With all the running around that we do, it can be difficult to carve out a dinnertime with the family. Still, research shows us important this step is in raising healthy and well-adjusted kids. Not only that, but watching what your kids are eating can help you understand their habits. For instance, I know that my four-year-old can take a while to get going, but once he does, he can be the best eater, not even considering foods he might not like and trying most everything without question. I know it’s his habit to drink a full glass of water and talk to everyone at the table before he ever takes the first bite most nights, and so I try not to rush him and give him his space to eat.
Knowing your children’s personal habits can help you understand if your kids eat one item at a time or all together, taking bites of each. It will help you see that all food habits are not avoidance, and this can be invaluable when introducing new foods. Plus, showing them how you eat is a great way to model what you’d like to see them do.
No time during the week? Make time on Saturdays and Sundays or give weekday breakfasts a go. There is always time for the things we place importance on.

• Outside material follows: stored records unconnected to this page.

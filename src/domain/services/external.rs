//--------------------------------------------------------------------------------------------------
// MODULE OVERVIEW
//--------------------------------------------------------------------------------------------------
// Interfaces of the collaborators the engine consumes or feeds, plus in-memory implementations
// used by the server binary and the tests.
//
// | Name                    | Description                                          |
// |-------------------------|------------------------------------------------------|
// | IdentityService         | Verification level and reputation lookups            |
// | PaymentService          | Creates pending fiat payment records                 |
// | PriceFeed               | Latest price per trading pair                        |
// | LedgerService           | Receives settlement executions                       |
// | StaticIdentityService   | Map-backed identity service                          |
// | InMemoryPaymentService  | Records pending payments in memory                   |
// | StaticPriceFeed         | Settable price feed                                  |
// | InMemoryLedger          | Collects settlements in memory                       |
//--------------------------------------------------------------------------------------------------

use std::collections::HashMap;

use async_trait::async_trait;
use parking_lot::{Mutex, RwLock};
use rust_decimal::Decimal;
use serde::Serialize;
use thiserror::Error;
use tracing::{debug, info};
use uuid::Uuid;

use crate::domain::models::types::{PaymentMethod, TradeExecution, VerificationLevel};

/// Failure reported by an external collaborator.
#[derive(Error, Debug, Clone, PartialEq, Eq)]
#[error("{service}: {message}")]
pub struct ExternalError {
    pub service: &'static str,
    pub message: String,
}

impl ExternalError {
    pub fn new(service: &'static str, message: impl Into<String>) -> Self {
        Self { service, message: message.into() }
    }
}

#[cfg_attr(test, mockall::automock)]
pub trait IdentityService: Send + Sync {
    fn verification_level(&self, user_id: Uuid) -> Result<VerificationLevel, ExternalError>;

    fn reputation_score(&self, user_id: Uuid) -> Result<Decimal, ExternalError>;
}

#[cfg_attr(test, mockall::automock)]
pub trait PaymentService: Send + Sync {
    /// Returns the id of the pending payment record.
    fn create_pending_payment(
        &self,
        order_id: Uuid,
        amount: Decimal,
        method: PaymentMethod,
    ) -> Result<String, ExternalError>;
}

#[cfg_attr(test, mockall::automock)]
pub trait PriceFeed: Send + Sync {
    fn latest_price(&self, trading_pair_id: Uuid) -> Option<Decimal>;
}

/// Downstream wallet/ledger that moves value once a settlement is final.
#[async_trait]
pub trait LedgerService: Send + Sync {
    async fn record_settlement(&self, execution: &TradeExecution) -> Result<(), ExternalError>;
}

/// Identity service backed by in-memory maps with configurable defaults.
#[derive(Debug)]
pub struct StaticIdentityService {
    levels: RwLock<HashMap<Uuid, VerificationLevel>>,
    reputations: RwLock<HashMap<Uuid, Decimal>>,
    default_level: VerificationLevel,
    default_reputation: Decimal,
}

impl StaticIdentityService {
    pub fn new(default_level: VerificationLevel, default_reputation: Decimal) -> Self {
        Self {
            levels: RwLock::new(HashMap::new()),
            reputations: RwLock::new(HashMap::new()),
            default_level,
            default_reputation,
        }
    }

    pub fn set_level(&self, user_id: Uuid, level: VerificationLevel) {
        self.levels.write().insert(user_id, level);
    }

    pub fn set_reputation(&self, user_id: Uuid, score: Decimal) {
        self.reputations.write().insert(user_id, score);
    }
}

impl Default for StaticIdentityService {
    fn default() -> Self {
        Self::new(VerificationLevel::Unverified, Decimal::from(5))
    }
}

impl IdentityService for StaticIdentityService {
    fn verification_level(&self, user_id: Uuid) -> Result<VerificationLevel, ExternalError> {
        Ok(self.levels.read().get(&user_id).copied().unwrap_or(self.default_level))
    }

    fn reputation_score(&self, user_id: Uuid) -> Result<Decimal, ExternalError> {
        Ok(self.reputations.read().get(&user_id).copied().unwrap_or(self.default_reputation))
    }
}

#[derive(Debug, Clone, PartialEq, Serialize)]
pub struct PendingPayment {
    pub id: String,
    pub order_id: Uuid,
    pub amount: Decimal,
    pub method: PaymentMethod,
}

#[derive(Debug, Default)]
pub struct InMemoryPaymentService {
    payments: Mutex<Vec<PendingPayment>>,
}

impl InMemoryPaymentService {
    pub fn new() -> Self {
        Self::default()
    }

    pub fn payments(&self) -> Vec<PendingPayment> {
        self.payments.lock().clone()
    }
}

impl PaymentService for InMemoryPaymentService {
    fn create_pending_payment(
        &self,
        order_id: Uuid,
        amount: Decimal,
        method: PaymentMethod,
    ) -> Result<String, ExternalError> {
        let mut payments = self.payments.lock();
        let id = format!("pay_{:06}", payments.len() + 1);
        debug!("Created pending payment {} for order {}", id, order_id);
        payments.push(PendingPayment { id: id.clone(), order_id, amount, method });
        Ok(id)
    }
}

#[derive(Debug, Default)]
pub struct StaticPriceFeed {
    prices: RwLock<HashMap<Uuid, Decimal>>,
}

impl StaticPriceFeed {
    pub fn new() -> Self {
        Self::default()
    }

    pub fn set_price(&self, trading_pair_id: Uuid, price: Decimal) {
        self.prices.write().insert(trading_pair_id, price);
    }
}

impl PriceFeed for StaticPriceFeed {
    fn latest_price(&self, trading_pair_id: Uuid) -> Option<Decimal> {
        self.prices.read().get(&trading_pair_id).copied()
    }
}

#[derive(Debug, Default)]
pub struct InMemoryLedger {
    settlements: Mutex<Vec<TradeExecution>>,
}

impl InMemoryLedger {
    pub fn new() -> Self {
        Self::default()
    }

    pub fn settlements(&self) -> Vec<TradeExecution> {
        self.settlements.lock().clone()
    }
}

#[async_trait]
impl LedgerService for InMemoryLedger {
    async fn record_settlement(&self, execution: &TradeExecution) -> Result<(), ExternalError> {
        info!(
            "Ledger settlement {} for order {}: {} @ {}",
            execution.id, execution.maker_order_id, execution.quantity, execution.price
        );
        self.settlements.lock().push(execution.clone());
        Ok(())
    }
}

4. Be Willing to Bend the Rules.
Remember that your kids are people, too. There are times when I allow myself dessert, pieces of chocolate, cocktails, and other indulgences. The sheer nostalgia associated with certain foods has me eating them on those special occasions where I’m presented with them, and I can do so without guilt because I know that the other 97.5% of the time I am eating a different way.

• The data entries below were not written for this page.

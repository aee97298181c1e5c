//! Request extractors whose rejections are [`AppError`]s.
//!
//! Axum's stock `Json`, `Path` and `Query` extractors reject with plain-text
//! bodies. These wrappers delegate to them and convert the rejection so
//! every client error carries the `{ "error", "code" }` JSON body.

use axum::body::Bytes;
use axum::extract::rejection::{JsonRejection, PathRejection, QueryRejection};
use axum::extract::{FromRequest, FromRequestParts, Multipart, Path, Query, Request};
use axum::http::request::Parts;
use axum::Json;

use crate::error::AppError;

/// Multipart field carrying the batch CSV file.
pub const BATCH_FILE_FIELD: &str = "file";

/// JSON request body.
#[derive(Debug)]
pub struct ApiJson<T>(pub T);

impl<T, S> FromRequest<S> for ApiJson<T>
where
    Json<T>: FromRequest<S, Rejection = JsonRejection>,
    S: Send + Sync,
{
    type Rejection = AppError;

    async fn from_request(req: Request, state: &S) -> Result<Self, Self::Rejection> {
        let Json(value) = Json::<T>::from_request(req, state).await?;
        Ok(Self(value))
    }
}

/// Typed path parameters.
#[derive(Debug)]
pub struct ApiPath<T>(pub T);

impl<T, S> FromRequestParts<S> for ApiPath<T>
where
    Path<T>: FromRequestParts<S, Rejection = PathRejection>,
    S: Send + Sync,
{
    type Rejection = AppError;

    async fn from_request_parts(parts: &mut Parts, state: &S) -> Result<Self, Self::Rejection> {
        let Path(value) = Path::<T>::from_request_parts(parts, state).await?;
        Ok(Self(value))
    }
}

/// Typed query string.
#[derive(Debug)]
pub struct ApiQuery<T>(pub T);

impl<T, S> FromRequestParts<S> for ApiQuery<T>
where
    Query<T>: FromRequestParts<S, Rejection = QueryRejection>,
    S: Send + Sync,
{
    type Rejection = AppError;

    async fn from_request_parts(parts: &mut Parts, state: &S) -> Result<Self, Self::Rejection> {
        let Query(value) = Query::<T>::from_request_parts(parts, state).await?;
        Ok(Self(value))
    }
}

/// The CSV file from a multipart batch upload.
///
/// Reads fields until [`BATCH_FILE_FIELD`] is found; other fields are
/// skipped. A body over the configured limit rejects with 413.
#[derive(Debug)]
pub struct BatchFile {
    pub file_name: String,
    pub data: Bytes,
}

impl<S> FromRequest<S> for BatchFile
where
    S: Send + Sync,
{
    type Rejection = AppError;

    async fn from_request(req: Request, state: &S) -> Result<Self, Self::Rejection> {
        let mut multipart = Multipart::from_request(req, state).await?;

        while let Some(field) = multipart.next_field().await? {
            if field.name() != Some(BATCH_FILE_FIELD) {
                continue;
            }
            let file_name = field.file_name().unwrap_or("unknown").to_string();
            let data = field.bytes().await?;
            return Ok(Self { file_name, data });
        }

        Err(AppError::BadRequest(format!(
            "Missing multipart field '{BATCH_FILE_FIELD}'"
        )))
    }
}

Barring any allergies or medical issues, try not to ban your children from foods forever. For my kids, they know the what and why we avoid things, and they’re content to play by those rules. I do, however, make exceptions, and we talk about the exceptions. When my then 6-year-old overdosed on Halloween candy, we talked about how crummy he felt afterward and why, explaining the effects sugar can have on the body. Now when my kids find themselves with a plethora of treats, they are quick to tell me how they’re going to eat some and save the rest for a treat for a different time. Are they likely to overindulge again? Of course. We’ll just explain the sentiment again and continue onward.
5. Enjoy Your Food.
So, we don’t buy the Ding Dongs and bags of cheese-powder-coated chips or the fun yogurt with the sprinkles, the soda in effervescent colors. Rather than fighting about why not, we discuss, and still there are issues. This is where it becomes important to celebrate the things we do eat that are fun and that taste good. My kids have an appreciation for honey sticks from the farmers market. We all get excited when we make the trip to our local artisan ice cream shop where the room smells like freshly baked waffle cones. When we buy candy we go all out, and we savor small bites and make them last for days and weeks. Baking a cake is a family affair, and the anticipation is sometimes better than the act of eating it. Taking time to appreciate those moments and activities helps us to truly understand the value of them rather than just tossing a box of individually packed snack cakes in the cart without a second thought.